Required work
Scan the records for "attempt". Show the matching lines.

Collected data
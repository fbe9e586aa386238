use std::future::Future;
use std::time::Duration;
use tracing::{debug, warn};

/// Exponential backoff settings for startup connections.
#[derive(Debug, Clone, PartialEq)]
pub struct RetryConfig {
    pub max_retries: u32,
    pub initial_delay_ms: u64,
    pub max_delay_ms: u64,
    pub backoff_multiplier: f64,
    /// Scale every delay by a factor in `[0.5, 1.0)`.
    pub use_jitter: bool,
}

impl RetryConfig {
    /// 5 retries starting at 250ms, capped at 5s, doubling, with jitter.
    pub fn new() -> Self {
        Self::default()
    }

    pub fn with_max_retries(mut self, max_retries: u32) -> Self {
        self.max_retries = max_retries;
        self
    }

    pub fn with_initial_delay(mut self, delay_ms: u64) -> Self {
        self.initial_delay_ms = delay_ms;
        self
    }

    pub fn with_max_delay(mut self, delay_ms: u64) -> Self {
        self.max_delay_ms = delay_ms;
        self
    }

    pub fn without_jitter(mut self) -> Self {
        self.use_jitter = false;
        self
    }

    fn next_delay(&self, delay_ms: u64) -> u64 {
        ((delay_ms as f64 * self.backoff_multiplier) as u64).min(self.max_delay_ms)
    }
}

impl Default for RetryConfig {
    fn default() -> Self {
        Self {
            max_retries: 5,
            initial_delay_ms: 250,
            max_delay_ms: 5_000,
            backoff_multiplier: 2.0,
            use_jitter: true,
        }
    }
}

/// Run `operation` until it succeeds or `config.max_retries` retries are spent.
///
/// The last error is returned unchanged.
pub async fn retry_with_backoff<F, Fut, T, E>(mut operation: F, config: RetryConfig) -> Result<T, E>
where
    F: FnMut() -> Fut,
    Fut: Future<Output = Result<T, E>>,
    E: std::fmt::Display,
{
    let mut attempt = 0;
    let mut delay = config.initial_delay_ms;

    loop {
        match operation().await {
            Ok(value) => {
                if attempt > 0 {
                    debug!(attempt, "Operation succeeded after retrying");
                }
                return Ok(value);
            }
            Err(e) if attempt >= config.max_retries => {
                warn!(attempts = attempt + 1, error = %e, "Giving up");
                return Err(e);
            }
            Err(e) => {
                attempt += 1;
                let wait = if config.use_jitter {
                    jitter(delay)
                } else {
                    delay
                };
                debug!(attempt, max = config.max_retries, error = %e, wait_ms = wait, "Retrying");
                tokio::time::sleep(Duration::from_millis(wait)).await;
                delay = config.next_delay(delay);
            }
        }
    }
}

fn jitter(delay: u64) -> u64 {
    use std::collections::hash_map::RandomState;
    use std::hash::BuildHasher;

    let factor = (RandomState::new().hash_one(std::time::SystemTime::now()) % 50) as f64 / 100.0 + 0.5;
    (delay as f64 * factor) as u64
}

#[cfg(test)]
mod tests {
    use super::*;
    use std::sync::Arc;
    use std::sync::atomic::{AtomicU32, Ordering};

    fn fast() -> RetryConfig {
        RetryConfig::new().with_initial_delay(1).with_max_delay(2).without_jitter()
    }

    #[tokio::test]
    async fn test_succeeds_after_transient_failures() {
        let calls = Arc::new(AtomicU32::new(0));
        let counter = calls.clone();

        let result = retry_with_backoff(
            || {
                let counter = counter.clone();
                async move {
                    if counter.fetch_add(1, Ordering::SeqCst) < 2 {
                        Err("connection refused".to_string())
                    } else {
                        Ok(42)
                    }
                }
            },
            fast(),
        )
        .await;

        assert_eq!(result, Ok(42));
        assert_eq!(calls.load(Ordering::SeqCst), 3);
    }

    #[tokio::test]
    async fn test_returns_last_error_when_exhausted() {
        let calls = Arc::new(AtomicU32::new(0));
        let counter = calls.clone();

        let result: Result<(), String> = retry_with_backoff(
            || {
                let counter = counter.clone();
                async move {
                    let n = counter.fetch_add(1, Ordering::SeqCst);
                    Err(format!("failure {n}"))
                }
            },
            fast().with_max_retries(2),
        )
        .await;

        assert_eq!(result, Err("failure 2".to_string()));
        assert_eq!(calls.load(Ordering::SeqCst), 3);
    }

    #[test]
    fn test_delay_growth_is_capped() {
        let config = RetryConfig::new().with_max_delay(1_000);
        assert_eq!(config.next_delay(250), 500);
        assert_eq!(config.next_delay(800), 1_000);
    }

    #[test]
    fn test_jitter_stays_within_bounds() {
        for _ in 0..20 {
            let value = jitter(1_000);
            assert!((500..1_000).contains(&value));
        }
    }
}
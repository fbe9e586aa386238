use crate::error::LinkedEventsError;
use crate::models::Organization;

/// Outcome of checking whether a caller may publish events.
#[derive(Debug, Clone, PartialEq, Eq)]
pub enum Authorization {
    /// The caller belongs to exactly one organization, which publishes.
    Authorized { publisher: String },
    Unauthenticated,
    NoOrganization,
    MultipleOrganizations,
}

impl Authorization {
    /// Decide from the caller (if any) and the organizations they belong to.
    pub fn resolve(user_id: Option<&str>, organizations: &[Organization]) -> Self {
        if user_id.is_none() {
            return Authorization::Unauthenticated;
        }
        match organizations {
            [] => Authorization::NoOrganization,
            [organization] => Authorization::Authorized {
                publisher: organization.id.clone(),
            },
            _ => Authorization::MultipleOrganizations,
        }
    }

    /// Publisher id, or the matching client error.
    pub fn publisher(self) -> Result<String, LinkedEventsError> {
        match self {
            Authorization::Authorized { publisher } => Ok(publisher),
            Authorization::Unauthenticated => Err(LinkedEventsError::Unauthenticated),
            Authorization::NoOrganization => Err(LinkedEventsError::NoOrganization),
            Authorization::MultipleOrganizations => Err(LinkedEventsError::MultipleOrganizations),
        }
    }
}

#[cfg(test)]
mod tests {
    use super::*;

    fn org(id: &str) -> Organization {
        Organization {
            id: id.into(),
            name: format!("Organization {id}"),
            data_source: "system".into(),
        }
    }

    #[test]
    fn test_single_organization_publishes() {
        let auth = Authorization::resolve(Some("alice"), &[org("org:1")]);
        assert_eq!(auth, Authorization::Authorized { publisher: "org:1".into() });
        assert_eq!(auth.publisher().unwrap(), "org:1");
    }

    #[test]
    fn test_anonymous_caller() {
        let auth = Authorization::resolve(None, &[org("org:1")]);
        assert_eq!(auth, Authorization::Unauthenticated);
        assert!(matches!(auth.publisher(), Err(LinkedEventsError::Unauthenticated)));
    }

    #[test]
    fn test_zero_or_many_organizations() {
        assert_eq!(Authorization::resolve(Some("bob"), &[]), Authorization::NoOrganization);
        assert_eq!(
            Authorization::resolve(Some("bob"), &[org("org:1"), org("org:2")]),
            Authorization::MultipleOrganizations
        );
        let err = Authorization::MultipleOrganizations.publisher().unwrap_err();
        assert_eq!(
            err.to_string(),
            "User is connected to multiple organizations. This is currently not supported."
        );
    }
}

Solution to this problem
    let mut attempt = 0;
                if attempt > 0 {
                    debug!(attempt, "Operation succeeded after retrying");
            Err(e) if attempt >= config.max_retries => {
                warn!(attempts = attempt + 1, error = %e, "Giving up");
                attempt += 1;
                debug!(attempt, max = config.max_retries, error = %e, wait_ms = wait, "Retrying");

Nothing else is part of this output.